2.2 Adversarial attack generation

We used the Foolbox package (Rauber et al., 2017; MIT license) to generate adversarial perturbations δ for every example in the test set for a fully trained model (PGD-Linf, PGD-L2, PGD-L1, Kurakin et al., 2016, BB-Linf, and BB-L2, Brendel et al., 2019). Finally, we computed the 2-D Discrete Fourier spectrum $\hat{δ}$ $: = F δ$ of the perturbation δ. Details of the attacks are available in Supplementary Table 10.

2.3 Model predictor calculation and Toeplitz matrix

In our work we started by considering linear networks ϕ:ℝ^d → ℝ given by

\begin{array}{l} ϕ (x) = β_{L}^{T} x : ​​ = (\prod_{l = 1}^{L} W_{l}) x & (1) \end{array}

where x is a vector in ℝ, $W_{l} \in ℝ^{d \times d}$ represents the network's weights and L the number of layers. β represents the model predictor and contains the information about the type of features the network learn to detect in the input.
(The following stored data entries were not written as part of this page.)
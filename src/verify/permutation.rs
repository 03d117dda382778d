// Copyright 2025-present Harīṣh Tummalachērla
// SPDX-License-Identifier: Apache-2.0

//! Permutation check: every entry in `[0, n)`, no entry twice.
//!
//! Everything downstream (BWT derivation, the LF walk) indexes the buffer with
//! the claimed entries, so this has to pass first.

use crate::error::VerifyError;
use crate::types::SuffixIndex;

/// Check that `sa` is a bijection onto `0..n`.
///
/// `seen` is scratch space; it is resized to `n` and cleared, so callers can
/// hand the same vector in on every call.
pub fn check_permutation<I: SuffixIndex>(
    n: usize,
    sa: &[I],
    seen: &mut Vec<bool>,
) -> Result<(), VerifyError> {
    if sa.len() != n {
        return Err(VerifyError::LengthMismatch {
            buffer_len: n,
            array_len: sa.len(),
        });
    }

    seen.clear();
    seen.resize(n, false);

    for (index, &entry) in sa.iter().enumerate() {
        let pos = match entry.to_position() {
            Some(pos) if pos < n => pos,
            _ => {
                return Err(VerifyError::InvalidEntry {
                    index,
                    value: entry.to_raw(),
                })
            }
        };
        if seen[pos] {
            return Err(VerifyError::DuplicateEntry {
                index,
                value: entry.to_raw(),
            });
        }
        seen[pos] = true;
    }

    Ok(())
}
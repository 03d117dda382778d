// Copyright 2025-present Harīṣh Tummalachērla
// SPDX-License-Identifier: Apache-2.0

//! Inverse BWT by LF-mapping, compared against the original buffer.
//!
//! Starting at the sentinel row, each LF step moves to the rotation that
//! begins one symbol earlier in the text, and the last column of that row is
//! the symbol we just stepped over. The walk therefore spells the buffer
//! backwards. If the claimed array really is the suffix order, the walk
//! reproduces the buffer exactly and lands, at every step, on the row the
//! claimed array assigns to the position it just reached.
//!
//! Every LF target is `P[row] + C[L[row]] < C[L[row]] + freq(L[row]) <= n + 1`,
//! so the walk stays in bounds even for garbage input.

use crate::error::{Divergence, VerifyError};
use crate::types::{SuffixIndex, Symbol};
use crate::verify::bwt::Bwt;
use crate::verify::rank::RankTable;

/// Iterator over the symbols recovered by walking LF from the sentinel row.
///
/// Yields exactly `n` symbols, last buffer byte first.
#[derive(Debug, Clone)]
pub struct LfWalk<'a> {
    symbols: &'a [Symbol],
    table: &'a RankTable,
    row: usize,
    remaining: usize,
}

impl<'a> LfWalk<'a> {
    /// Start a walk at the BWT's sentinel row.
    ///
    /// Fails with `LengthMismatch` if `table` was counted over a BWT of a
    /// different length, and with `MissingSentinel` if the start row does not
    /// hold the sentinel.
    pub fn new(bwt: &'a Bwt, table: &'a RankTable) -> Result<Self, VerifyError> {
        let row = bwt.sentinel_row();
        let symbols = bwt.symbols();
        if table.ranks().len() != symbols.len() {
            return Err(VerifyError::LengthMismatch {
                buffer_len: symbols.len().saturating_sub(1),
                array_len: table.ranks().len().saturating_sub(1),
            });
        }
        match symbols.get(row) {
            Some(s) if s.is_sentinel() => Ok(Self {
                symbols,
                table,
                row,
                remaining: symbols.len() - 1,
            }),
            _ => Err(VerifyError::MissingSentinel { row }),
        }
    }

    /// Current row of the walk.
    pub fn row(&self) -> usize {
        self.row
    }
}

impl Iterator for LfWalk<'_> {
    type Item = Symbol;

    #[inline]
    fn next(&mut self) -> Option<Symbol> {
        if self.remaining == 0 {
            return None;
        }
        self.remaining -= 1;
        let next = self.table.lf(self.row, self.symbols[self.row]);
        // A C array from another BWT of the same length can point past the end
        let Some(&symbol) = self.symbols.get(next) else {
            self.remaining = 0;
            return None;
        };
        self.row = next;
        Some(symbol)
    }

    fn size_hint(&self) -> (usize, Option<usize>) {
        (self.remaining, Some(self.remaining))
    }
}

impl ExactSizeIterator for LfWalk<'_> {}

/// Walk the inverse BWT and compare it with `buffer` and `sa`, from the end.
///
/// After stepping back over `buffer[i]` the walk sits on the rotation that
/// starts at `i + 1`. That row must hold `buffer[i]` in the last column, and
/// the claimed array must put suffix `i + 1` there (row 0 is the lone
/// sentinel rotation, which starts at `n`). The symbol check alone is the
/// textbook inverse BWT; the row check closes the gap where two suffixes
/// preceded by the same byte trade places without changing `L`.
pub fn reconstruct<I: SuffixIndex>(
    buffer: &[u8],
    sa: &[I],
    bwt: &Bwt,
    table: &RankTable,
) -> Result<(), VerifyError> {
    let n = buffer.len();
    if sa.len() != n || bwt.len() != n + 1 {
        return Err(VerifyError::LengthMismatch {
            buffer_len: n,
            array_len: sa.len(),
        });
    }
    let mut walk = LfWalk::new(bwt, table)?;

    for position in (0..n).rev() {
        let Some(actual) = walk.next() else {
            // Only reachable with a rank table that does not match the BWT
            return Err(VerifyError::LengthMismatch {
                buffer_len: n,
                array_len: bwt.len().saturating_sub(1),
            });
        };
        let expected = buffer[position];
        if actual != Symbol::byte(expected) {
            return Err(VerifyError::ReconstructionMismatch {
                position,
                expected,
                actual,
                divergence: Divergence::Symbol,
            });
        }

        let row = walk.row();
        let claimed_start = match row {
            0 => n,
            _ => sa
                .get(row - 1)
                .and_then(|entry| entry.to_position())
                .unwrap_or(usize::MAX),
        };
        if claimed_start != position + 1 {
            return Err(VerifyError::ReconstructionMismatch {
                position,
                expected,
                actual,
                divergence: Divergence::Order { row, claimed_start },
            });
        }
    }

    Ok(())
}

/// Regenerate the full buffer from its BWT.
///
/// Returns `None` if the walk does not start at a sentinel or runs into one
/// before `n` bytes have been recovered.
pub fn invert_bwt(bwt: &Bwt, table: &RankTable) -> Option<Vec<u8>> {
    let walk = LfWalk::new(bwt, table).ok()?;
    let mut out = walk.map(Symbol::as_byte).collect::<Option<Vec<u8>>>()?;
    out.reverse();
    Some(out)
}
The characterization of the learned β will be therefore one of the focuses of this work as it determines the way the model is extracting information from the input and also its biases. For its computation we used two different methods. For the linear models, we transformed the weights of every architecture into their matrix form. For example for the convolutional operation, we generated a Toeplitz matrix per convolutional filter and then calculated the dot product of the first l matrices to get the β_l [or for all l = 1, ⋯ , L to get the input-output function β, see Equation (1) and Gunasekar et al., 2018]. For the nonlinear models, because the nonlinearities do not allow us to use the weights directly, we decided to use a proxy, the saliency map. The saliency map is the gradient ( $\frac{d ϕ}{d x}$ ) of the function [ϕ(x)] with respect to the input image (x). In the linear case, these gradients are exactly the weights of the function β (up to a constant), which we confirmed using the Toeplitz computation above. For the nonlinear models, because the weights used changed per example, the gradient gave us a good approximation of those weights.
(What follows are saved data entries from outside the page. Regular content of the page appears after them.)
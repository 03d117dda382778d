//! The individual verification stages, driven through the public API.

use savera::verify::{check_permutation, count_ranks, derive_bwt, invert_bwt, reconstruct, LfWalk};
use savera::{Symbol, VerifyError};

const BANANA_SA: [usize; 6] = [5, 3, 1, 0, 4, 2];

#[test]
fn banana_bwt() {
    let bwt = derive_bwt(b"banana", &BANANA_SA).unwrap();
    assert_eq!(bwt.to_display_string(), "annb$aa");
    assert_eq!(bwt.sentinel_row(), 4);
    assert_eq!(bwt.len(), 7);
}

#[test]
fn banana_ranks_and_smaller_counts() {
    let bwt = derive_bwt(b"banana", &BANANA_SA).unwrap();
    let table = count_ranks(&bwt);

    assert_eq!(table.ranks(), &[0, 0, 1, 0, 0, 1, 2]);
    assert_eq!(table.smaller_than(Symbol::SENTINEL), 0);
    assert_eq!(table.smaller_than(Symbol::byte(b'a')), 1);
    assert_eq!(table.smaller_than(Symbol::byte(b'b')), 4);
    assert_eq!(table.smaller_than(Symbol::byte(b'n')), 5);
    // Bytes after the last present symbol all see the full count
    assert_eq!(table.smaller_than(Symbol::byte(0xff)), 7);
}

#[test]
fn walk_yields_buffer_backwards() {
    let bwt = derive_bwt(b"banana", &BANANA_SA).unwrap();
    let table = count_ranks(&bwt);

    let walk = LfWalk::new(&bwt, &table).unwrap();
    assert_eq!(walk.len(), 6);
    let bytes: Vec<u8> = walk.map(|s| s.as_byte().unwrap()).collect();
    assert_eq!(bytes, b"ananab");
    assert_eq!(invert_bwt(&bwt, &table).as_deref(), Some(&b"banana"[..]));
}

#[test]
fn reconstruct_accepts_true_array() {
    let bwt = derive_bwt(b"banana", &BANANA_SA).unwrap();
    let table = count_ranks(&bwt);
    assert_eq!(reconstruct(b"banana", &BANANA_SA, &bwt, &table), Ok(()));
}

#[test]
fn permutation_stage_reuses_scratch() {
    let mut seen = Vec::new();
    assert!(check_permutation(3, &[2usize, 0, 1], &mut seen).is_ok());
    assert_eq!(
        check_permutation(3, &[2usize, 2, 1], &mut seen),
        Err(VerifyError::DuplicateEntry { index: 1, value: 2 })
    );
    assert!(check_permutation(2, &[1usize, 0], &mut seen).is_ok());
}

#[test]
fn empty_buffer_bwt_is_lone_sentinel() {
    let bwt = derive_bwt::<usize>(b"", &[]).unwrap();
    assert_eq!(bwt.symbols(), &[Symbol::SENTINEL]);
    assert_eq!(bwt.sentinel_row(), 0);
    let table = count_ranks(&bwt);
    assert_eq!(invert_bwt(&bwt, &table), Some(Vec::new()));
}
// Copyright 2025-present Harīṣh Tummalachērla
// SPDX-License-Identifier: Apache-2.0

//! Fuzz target for the verifier on arbitrary (buffer, array) pairs.
//!
//! Claimed arrays come from untrusted tools, so any input must produce Ok or
//! a VerifyError, never a panic or an out-of-bounds index.

#![no_main]

use arbitrary::Arbitrary;
use libfuzzer_sys::fuzz_target;
use savera::{sais, verify_suffix_array, VerifyError};

#[derive(Arbitrary, Debug)]
struct Input {
    buffer: Vec<u8>,
    claimed: Vec<i64>,
    /// Swap two entries of the true array instead of using `claimed`
    tamper: Option<(u16, u16)>,
}

fuzz_target!(|input: Input| {
    // Property 1: arbitrary claimed arrays never panic
    let _ = verify_suffix_array(&input.buffer, &input.claimed);

    let sa = sais(&input.buffer);
    let n = sa.len();

    // Property 2: the true array always verifies
    if let Err(e) = verify_suffix_array(&input.buffer, &sa) {
        panic!("true suffix array rejected: {}", e);
    }

    // Property 3: swapping two distinct entries is always caught
    if let Some((i, j)) = input.tamper {
        if n >= 2 {
            let (i, j) = (i as usize % n, j as usize % n);
            if i != j {
                let mut tampered = sa.clone();
                tampered.swap(i, j);
                match verify_suffix_array(&input.buffer, &tampered) {
                    Err(VerifyError::ReconstructionMismatch { .. }) => {}
                    other => panic!("swap of rows {} and {} gave {:?}", i, j, other),
                }
            }
        }
    }
});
2.4 Generation of hidden shortcut features

Our technique draws inspiration from the field of steganography, which introduces visually imperceptible features in images (Cheddad et al., 2010). Here we describe how we added class-correlated features in the Fourier space of the train and test set images to highlight biases of the model representation in Fourier space see also Figure 1. Those features are generated in the form of a noisy matrix (added to the image) with specific frequency characteristics (High, Medium, and Low). Below we detail how we generated those matrices.

Figure 1

Figure 1. Steganography experiment. Class specific information η_class is introduced into Fourier Spectrum of training set image ( $\hat{\tilde{x}} = \hat{x} + η_{class}$ ). Models with sparse frequency regularizer (full and local kernel convolutional models) take more advantage of hidden shortcut features in the dataset leading to higher test accuracy.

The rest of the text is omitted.